» Your instructions
Copy out each line of the data that holds the string "Create".

Stored items from a collection
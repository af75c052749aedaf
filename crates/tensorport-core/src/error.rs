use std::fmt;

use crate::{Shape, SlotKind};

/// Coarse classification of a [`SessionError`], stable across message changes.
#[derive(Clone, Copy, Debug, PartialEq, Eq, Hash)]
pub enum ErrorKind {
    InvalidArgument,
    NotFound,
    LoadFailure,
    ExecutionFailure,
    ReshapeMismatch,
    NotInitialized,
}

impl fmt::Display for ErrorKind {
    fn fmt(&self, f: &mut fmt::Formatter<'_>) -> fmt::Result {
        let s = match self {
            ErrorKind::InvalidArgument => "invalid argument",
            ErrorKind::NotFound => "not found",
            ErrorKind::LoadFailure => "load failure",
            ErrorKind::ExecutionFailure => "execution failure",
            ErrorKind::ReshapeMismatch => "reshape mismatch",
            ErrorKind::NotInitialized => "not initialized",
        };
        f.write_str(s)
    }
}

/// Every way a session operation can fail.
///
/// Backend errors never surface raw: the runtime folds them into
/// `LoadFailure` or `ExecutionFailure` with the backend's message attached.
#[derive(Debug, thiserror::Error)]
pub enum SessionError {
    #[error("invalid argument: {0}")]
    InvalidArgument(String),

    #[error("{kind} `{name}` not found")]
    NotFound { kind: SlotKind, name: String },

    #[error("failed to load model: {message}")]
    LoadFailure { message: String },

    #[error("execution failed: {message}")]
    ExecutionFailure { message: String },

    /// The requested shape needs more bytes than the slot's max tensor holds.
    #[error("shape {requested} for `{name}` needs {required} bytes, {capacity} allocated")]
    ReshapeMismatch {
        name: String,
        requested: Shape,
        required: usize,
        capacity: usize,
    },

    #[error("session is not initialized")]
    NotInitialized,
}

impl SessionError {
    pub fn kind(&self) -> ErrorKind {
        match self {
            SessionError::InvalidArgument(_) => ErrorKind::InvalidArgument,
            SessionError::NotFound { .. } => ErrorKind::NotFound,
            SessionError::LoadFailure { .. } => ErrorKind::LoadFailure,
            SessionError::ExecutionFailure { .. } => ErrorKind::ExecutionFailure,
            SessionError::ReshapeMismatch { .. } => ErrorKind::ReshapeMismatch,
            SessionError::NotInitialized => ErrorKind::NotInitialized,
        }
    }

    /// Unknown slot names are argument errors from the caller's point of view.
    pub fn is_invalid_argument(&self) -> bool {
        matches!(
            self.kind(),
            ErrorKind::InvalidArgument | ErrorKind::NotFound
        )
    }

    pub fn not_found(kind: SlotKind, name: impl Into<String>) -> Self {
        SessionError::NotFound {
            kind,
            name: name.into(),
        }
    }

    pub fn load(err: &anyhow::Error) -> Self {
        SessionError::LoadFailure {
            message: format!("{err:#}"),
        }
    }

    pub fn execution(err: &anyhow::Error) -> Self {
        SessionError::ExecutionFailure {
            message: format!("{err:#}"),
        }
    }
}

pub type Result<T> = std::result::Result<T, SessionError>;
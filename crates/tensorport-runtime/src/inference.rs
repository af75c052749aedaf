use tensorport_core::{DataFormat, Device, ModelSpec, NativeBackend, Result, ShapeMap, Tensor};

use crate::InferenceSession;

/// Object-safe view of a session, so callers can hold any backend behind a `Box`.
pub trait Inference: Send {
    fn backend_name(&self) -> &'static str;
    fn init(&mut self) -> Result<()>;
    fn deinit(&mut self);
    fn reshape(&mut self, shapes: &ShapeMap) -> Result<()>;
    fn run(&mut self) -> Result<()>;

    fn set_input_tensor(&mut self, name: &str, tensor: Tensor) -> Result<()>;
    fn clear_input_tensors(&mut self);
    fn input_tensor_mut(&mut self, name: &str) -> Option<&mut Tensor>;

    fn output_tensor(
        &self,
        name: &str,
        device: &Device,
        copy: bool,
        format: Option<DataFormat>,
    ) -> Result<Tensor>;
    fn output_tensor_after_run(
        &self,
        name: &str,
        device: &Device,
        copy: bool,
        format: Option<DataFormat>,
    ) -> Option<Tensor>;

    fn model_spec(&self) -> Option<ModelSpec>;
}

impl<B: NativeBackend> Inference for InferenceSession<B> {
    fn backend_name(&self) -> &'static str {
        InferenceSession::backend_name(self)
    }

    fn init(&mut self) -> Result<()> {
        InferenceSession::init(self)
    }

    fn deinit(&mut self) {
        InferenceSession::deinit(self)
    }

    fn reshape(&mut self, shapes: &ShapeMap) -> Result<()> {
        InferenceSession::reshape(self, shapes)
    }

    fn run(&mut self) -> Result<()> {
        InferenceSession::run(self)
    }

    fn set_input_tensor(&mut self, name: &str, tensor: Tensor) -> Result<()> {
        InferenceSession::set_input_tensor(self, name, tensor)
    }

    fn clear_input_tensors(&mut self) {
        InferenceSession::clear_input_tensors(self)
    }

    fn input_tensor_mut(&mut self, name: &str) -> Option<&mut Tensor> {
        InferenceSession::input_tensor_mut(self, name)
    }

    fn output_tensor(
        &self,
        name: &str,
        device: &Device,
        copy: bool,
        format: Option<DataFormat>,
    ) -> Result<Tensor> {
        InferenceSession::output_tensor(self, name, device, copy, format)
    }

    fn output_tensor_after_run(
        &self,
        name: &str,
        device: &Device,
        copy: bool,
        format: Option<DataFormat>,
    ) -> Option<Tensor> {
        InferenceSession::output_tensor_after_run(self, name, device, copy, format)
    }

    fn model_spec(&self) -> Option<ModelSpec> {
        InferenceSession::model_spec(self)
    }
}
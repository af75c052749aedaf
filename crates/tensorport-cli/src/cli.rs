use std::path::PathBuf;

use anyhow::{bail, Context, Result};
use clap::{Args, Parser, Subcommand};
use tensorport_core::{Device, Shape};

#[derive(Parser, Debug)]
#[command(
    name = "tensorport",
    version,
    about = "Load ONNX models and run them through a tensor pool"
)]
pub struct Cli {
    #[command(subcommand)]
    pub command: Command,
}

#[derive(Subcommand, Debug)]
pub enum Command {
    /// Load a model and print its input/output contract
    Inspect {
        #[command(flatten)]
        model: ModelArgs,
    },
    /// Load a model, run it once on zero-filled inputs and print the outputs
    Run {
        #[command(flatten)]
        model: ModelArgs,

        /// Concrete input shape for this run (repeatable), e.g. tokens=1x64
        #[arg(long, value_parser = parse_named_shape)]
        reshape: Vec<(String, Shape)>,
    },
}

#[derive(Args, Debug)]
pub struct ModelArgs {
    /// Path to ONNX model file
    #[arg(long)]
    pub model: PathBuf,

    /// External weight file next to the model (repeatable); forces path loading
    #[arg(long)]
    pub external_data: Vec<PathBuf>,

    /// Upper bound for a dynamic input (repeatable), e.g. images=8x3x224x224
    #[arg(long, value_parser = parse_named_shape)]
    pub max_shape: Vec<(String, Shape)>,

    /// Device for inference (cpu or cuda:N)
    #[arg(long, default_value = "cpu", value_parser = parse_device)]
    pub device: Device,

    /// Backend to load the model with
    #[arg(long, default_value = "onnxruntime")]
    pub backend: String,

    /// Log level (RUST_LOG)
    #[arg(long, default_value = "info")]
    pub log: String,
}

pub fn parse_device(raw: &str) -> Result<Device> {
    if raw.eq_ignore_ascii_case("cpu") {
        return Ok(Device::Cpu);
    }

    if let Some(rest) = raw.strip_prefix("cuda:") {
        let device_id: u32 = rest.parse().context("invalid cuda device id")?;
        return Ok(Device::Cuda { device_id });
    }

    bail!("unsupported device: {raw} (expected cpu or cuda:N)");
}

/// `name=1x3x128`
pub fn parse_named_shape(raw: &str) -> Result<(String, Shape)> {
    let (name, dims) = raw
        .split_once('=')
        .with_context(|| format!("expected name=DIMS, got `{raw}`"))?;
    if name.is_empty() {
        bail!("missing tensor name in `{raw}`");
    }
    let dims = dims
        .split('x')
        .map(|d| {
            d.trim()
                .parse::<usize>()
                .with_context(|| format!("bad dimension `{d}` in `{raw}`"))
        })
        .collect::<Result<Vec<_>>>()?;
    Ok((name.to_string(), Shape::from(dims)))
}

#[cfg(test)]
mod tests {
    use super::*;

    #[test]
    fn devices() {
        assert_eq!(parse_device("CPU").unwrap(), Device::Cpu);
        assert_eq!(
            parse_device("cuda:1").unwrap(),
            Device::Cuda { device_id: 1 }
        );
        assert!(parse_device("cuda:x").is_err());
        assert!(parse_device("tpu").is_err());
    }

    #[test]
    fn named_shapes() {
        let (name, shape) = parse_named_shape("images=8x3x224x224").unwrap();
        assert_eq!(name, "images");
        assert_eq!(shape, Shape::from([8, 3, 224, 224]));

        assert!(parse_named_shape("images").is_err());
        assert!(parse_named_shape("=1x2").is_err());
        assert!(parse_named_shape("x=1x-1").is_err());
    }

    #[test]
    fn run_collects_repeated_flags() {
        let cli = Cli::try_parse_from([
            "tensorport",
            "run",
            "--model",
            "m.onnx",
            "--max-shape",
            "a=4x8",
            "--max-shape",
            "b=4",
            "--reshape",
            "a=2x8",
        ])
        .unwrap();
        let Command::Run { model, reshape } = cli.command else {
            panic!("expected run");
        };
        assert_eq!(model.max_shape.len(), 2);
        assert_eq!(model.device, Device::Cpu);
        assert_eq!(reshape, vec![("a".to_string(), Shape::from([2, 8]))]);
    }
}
...
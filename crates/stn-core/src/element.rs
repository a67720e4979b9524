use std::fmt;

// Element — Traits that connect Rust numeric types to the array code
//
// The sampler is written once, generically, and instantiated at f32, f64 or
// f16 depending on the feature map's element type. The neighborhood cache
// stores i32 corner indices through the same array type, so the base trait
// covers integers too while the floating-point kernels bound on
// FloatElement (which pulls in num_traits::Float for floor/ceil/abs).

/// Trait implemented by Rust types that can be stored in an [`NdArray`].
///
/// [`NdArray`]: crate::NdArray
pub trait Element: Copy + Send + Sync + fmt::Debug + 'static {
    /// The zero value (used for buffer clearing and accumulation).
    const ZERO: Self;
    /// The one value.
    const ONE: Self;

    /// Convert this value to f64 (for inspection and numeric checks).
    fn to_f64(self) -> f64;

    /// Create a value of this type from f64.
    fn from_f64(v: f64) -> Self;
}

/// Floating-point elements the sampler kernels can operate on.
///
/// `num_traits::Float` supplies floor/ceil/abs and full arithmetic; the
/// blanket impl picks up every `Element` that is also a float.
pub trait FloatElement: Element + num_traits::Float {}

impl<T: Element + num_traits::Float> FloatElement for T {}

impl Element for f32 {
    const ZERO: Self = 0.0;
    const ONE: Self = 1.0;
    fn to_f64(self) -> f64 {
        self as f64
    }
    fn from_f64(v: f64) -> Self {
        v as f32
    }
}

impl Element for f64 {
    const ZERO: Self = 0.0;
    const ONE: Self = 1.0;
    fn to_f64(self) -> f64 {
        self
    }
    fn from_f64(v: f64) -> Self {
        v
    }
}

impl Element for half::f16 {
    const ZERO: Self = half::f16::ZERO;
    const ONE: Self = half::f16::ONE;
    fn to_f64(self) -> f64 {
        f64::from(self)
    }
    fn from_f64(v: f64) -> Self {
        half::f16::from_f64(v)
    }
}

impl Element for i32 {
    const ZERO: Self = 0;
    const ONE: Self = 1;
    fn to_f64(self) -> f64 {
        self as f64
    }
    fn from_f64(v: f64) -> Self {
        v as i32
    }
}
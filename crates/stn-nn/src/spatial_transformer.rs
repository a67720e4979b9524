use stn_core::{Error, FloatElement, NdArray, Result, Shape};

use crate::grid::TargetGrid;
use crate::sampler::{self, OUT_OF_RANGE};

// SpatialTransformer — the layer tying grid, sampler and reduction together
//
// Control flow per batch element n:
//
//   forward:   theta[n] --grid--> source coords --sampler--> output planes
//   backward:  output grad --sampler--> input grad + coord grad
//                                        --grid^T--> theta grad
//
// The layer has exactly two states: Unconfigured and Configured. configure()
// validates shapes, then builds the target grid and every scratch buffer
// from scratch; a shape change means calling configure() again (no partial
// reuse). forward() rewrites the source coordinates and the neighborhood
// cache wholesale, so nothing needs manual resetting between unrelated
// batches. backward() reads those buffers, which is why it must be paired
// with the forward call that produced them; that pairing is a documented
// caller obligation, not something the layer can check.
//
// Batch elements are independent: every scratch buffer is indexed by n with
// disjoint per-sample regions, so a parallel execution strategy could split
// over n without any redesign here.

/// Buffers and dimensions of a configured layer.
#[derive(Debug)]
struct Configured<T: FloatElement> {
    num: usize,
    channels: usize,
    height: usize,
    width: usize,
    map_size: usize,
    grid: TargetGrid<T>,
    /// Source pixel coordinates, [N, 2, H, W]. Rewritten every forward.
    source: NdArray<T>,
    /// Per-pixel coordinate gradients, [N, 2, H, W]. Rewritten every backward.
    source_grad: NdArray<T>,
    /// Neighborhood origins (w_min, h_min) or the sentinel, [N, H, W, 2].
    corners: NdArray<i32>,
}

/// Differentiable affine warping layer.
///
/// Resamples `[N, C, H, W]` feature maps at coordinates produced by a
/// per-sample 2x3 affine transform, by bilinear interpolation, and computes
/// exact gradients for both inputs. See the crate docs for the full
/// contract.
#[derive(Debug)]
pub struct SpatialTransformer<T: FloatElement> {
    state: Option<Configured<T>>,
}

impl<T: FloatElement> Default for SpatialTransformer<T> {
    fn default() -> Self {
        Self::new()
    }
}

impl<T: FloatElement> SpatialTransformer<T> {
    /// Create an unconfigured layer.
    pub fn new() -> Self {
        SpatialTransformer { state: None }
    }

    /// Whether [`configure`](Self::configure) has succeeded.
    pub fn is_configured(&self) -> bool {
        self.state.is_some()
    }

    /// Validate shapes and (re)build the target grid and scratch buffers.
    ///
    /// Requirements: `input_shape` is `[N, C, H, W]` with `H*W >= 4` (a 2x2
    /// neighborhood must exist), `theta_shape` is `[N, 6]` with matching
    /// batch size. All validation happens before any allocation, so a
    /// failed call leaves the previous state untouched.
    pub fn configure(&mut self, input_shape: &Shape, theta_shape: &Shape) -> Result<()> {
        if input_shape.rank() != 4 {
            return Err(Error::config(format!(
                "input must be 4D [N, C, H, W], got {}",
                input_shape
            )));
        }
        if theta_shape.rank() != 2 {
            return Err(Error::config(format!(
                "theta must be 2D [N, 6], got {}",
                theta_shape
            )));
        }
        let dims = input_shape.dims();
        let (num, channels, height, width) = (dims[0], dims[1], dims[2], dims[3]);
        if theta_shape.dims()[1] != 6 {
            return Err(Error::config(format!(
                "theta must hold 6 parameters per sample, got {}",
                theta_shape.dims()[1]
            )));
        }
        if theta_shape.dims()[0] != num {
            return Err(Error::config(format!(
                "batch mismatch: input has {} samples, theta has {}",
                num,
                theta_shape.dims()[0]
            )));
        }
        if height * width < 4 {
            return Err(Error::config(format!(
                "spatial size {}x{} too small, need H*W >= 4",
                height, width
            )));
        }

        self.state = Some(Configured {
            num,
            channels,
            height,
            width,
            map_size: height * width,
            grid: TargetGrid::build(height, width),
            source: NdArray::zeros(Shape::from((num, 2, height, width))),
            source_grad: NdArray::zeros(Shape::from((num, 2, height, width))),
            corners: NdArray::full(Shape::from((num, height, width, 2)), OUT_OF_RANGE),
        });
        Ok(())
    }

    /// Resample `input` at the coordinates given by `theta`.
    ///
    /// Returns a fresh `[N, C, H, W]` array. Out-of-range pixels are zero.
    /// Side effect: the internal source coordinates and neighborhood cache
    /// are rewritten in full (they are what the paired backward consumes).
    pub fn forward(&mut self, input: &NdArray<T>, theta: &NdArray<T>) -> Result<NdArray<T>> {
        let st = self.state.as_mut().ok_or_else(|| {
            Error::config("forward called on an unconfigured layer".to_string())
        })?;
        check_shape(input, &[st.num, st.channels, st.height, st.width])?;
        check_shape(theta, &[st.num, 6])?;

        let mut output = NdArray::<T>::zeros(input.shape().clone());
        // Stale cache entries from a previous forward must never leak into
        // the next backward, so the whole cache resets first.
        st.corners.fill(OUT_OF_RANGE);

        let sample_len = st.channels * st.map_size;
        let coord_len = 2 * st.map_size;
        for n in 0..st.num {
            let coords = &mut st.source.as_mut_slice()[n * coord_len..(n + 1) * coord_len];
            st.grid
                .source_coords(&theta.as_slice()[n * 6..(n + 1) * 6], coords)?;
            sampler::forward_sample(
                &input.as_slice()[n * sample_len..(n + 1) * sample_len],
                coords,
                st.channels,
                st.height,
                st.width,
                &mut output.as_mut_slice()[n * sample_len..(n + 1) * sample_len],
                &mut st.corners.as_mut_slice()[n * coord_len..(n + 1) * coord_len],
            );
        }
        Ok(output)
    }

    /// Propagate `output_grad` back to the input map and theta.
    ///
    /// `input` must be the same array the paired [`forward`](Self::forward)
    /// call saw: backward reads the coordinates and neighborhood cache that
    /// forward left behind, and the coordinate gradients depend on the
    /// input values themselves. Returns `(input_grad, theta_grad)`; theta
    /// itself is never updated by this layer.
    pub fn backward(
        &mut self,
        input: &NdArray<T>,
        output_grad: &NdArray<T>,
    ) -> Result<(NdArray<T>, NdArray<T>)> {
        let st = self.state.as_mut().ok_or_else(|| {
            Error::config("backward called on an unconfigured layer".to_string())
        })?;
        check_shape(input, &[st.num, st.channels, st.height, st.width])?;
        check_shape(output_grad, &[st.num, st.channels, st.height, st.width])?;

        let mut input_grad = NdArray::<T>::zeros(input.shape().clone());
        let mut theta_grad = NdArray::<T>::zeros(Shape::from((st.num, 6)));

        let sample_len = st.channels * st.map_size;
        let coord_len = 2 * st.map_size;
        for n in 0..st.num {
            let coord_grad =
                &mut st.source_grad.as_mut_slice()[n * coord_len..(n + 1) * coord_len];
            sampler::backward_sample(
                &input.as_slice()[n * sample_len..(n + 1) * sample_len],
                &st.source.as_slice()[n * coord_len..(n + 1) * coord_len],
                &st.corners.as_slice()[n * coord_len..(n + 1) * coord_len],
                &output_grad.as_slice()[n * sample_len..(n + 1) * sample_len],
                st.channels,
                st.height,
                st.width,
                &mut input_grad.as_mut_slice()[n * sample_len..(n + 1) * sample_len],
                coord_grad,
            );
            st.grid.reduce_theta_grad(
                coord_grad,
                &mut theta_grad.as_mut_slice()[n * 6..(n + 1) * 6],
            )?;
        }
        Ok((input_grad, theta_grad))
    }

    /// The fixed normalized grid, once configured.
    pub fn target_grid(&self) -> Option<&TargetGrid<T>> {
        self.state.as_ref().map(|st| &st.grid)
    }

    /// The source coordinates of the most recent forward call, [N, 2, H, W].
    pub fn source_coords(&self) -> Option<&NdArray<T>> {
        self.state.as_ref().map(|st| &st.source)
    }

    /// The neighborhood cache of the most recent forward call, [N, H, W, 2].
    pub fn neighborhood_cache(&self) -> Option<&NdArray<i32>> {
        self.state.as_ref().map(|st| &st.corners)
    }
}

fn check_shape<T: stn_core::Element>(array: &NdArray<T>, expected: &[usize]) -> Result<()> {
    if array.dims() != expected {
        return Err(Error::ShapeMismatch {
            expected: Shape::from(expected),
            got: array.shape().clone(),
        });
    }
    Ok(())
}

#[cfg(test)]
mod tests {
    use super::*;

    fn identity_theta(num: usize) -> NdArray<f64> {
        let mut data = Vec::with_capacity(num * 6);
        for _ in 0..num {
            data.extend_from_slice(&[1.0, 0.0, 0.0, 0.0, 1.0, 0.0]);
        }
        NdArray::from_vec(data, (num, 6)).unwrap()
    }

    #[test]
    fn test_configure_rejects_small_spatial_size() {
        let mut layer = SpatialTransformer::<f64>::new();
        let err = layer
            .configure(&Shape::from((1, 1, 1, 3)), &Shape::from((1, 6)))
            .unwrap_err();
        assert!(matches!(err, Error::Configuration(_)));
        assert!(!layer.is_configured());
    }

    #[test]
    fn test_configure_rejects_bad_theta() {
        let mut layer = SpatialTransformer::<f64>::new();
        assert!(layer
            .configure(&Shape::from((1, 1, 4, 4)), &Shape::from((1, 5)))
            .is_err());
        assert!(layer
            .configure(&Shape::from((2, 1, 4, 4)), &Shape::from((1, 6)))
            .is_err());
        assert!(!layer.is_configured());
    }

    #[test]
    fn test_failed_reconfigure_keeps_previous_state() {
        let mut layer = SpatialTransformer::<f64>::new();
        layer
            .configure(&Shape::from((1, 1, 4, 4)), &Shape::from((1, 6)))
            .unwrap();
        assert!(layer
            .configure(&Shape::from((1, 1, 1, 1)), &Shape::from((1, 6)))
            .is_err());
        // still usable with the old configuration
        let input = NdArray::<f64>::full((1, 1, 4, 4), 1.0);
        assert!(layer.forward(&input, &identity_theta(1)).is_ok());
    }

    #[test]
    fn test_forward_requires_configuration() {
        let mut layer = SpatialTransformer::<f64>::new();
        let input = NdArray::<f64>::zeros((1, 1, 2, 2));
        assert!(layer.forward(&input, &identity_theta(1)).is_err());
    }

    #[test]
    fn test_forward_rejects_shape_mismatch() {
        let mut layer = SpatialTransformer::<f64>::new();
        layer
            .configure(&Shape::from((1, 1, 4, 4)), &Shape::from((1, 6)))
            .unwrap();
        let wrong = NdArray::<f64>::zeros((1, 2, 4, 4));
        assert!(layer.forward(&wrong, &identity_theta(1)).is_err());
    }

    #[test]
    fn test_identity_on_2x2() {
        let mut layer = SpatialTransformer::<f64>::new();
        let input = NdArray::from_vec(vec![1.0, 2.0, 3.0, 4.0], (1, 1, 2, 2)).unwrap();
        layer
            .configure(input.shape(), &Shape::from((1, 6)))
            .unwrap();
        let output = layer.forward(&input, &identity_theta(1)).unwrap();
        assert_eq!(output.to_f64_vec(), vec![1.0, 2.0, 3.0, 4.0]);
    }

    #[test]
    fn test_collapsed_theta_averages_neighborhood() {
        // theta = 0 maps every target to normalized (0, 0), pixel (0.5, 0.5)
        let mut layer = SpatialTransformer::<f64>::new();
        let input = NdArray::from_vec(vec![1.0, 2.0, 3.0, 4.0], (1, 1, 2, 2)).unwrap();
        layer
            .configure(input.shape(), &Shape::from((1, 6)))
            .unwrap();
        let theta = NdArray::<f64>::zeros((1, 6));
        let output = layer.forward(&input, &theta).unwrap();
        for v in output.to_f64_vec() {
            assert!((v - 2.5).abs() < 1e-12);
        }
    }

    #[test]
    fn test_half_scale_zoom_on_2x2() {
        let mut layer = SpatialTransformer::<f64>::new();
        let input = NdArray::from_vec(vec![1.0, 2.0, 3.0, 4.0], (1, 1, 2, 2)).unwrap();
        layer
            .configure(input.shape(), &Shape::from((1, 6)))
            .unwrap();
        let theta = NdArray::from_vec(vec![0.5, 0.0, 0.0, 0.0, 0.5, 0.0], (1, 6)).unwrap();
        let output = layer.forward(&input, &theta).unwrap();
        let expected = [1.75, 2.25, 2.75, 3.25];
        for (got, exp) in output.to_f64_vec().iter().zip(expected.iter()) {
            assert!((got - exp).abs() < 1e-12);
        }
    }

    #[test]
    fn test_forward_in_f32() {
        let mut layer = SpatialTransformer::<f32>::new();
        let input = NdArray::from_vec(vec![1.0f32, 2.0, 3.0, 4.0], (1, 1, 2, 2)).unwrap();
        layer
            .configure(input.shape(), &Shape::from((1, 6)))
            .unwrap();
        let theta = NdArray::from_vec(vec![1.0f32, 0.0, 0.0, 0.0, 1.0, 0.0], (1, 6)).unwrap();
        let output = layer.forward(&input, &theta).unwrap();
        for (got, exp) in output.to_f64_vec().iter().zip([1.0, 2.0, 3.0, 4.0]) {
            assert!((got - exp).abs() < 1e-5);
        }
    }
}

» Response area
    /// Create a value of this type from f64.
    /// Create an unconfigured layer.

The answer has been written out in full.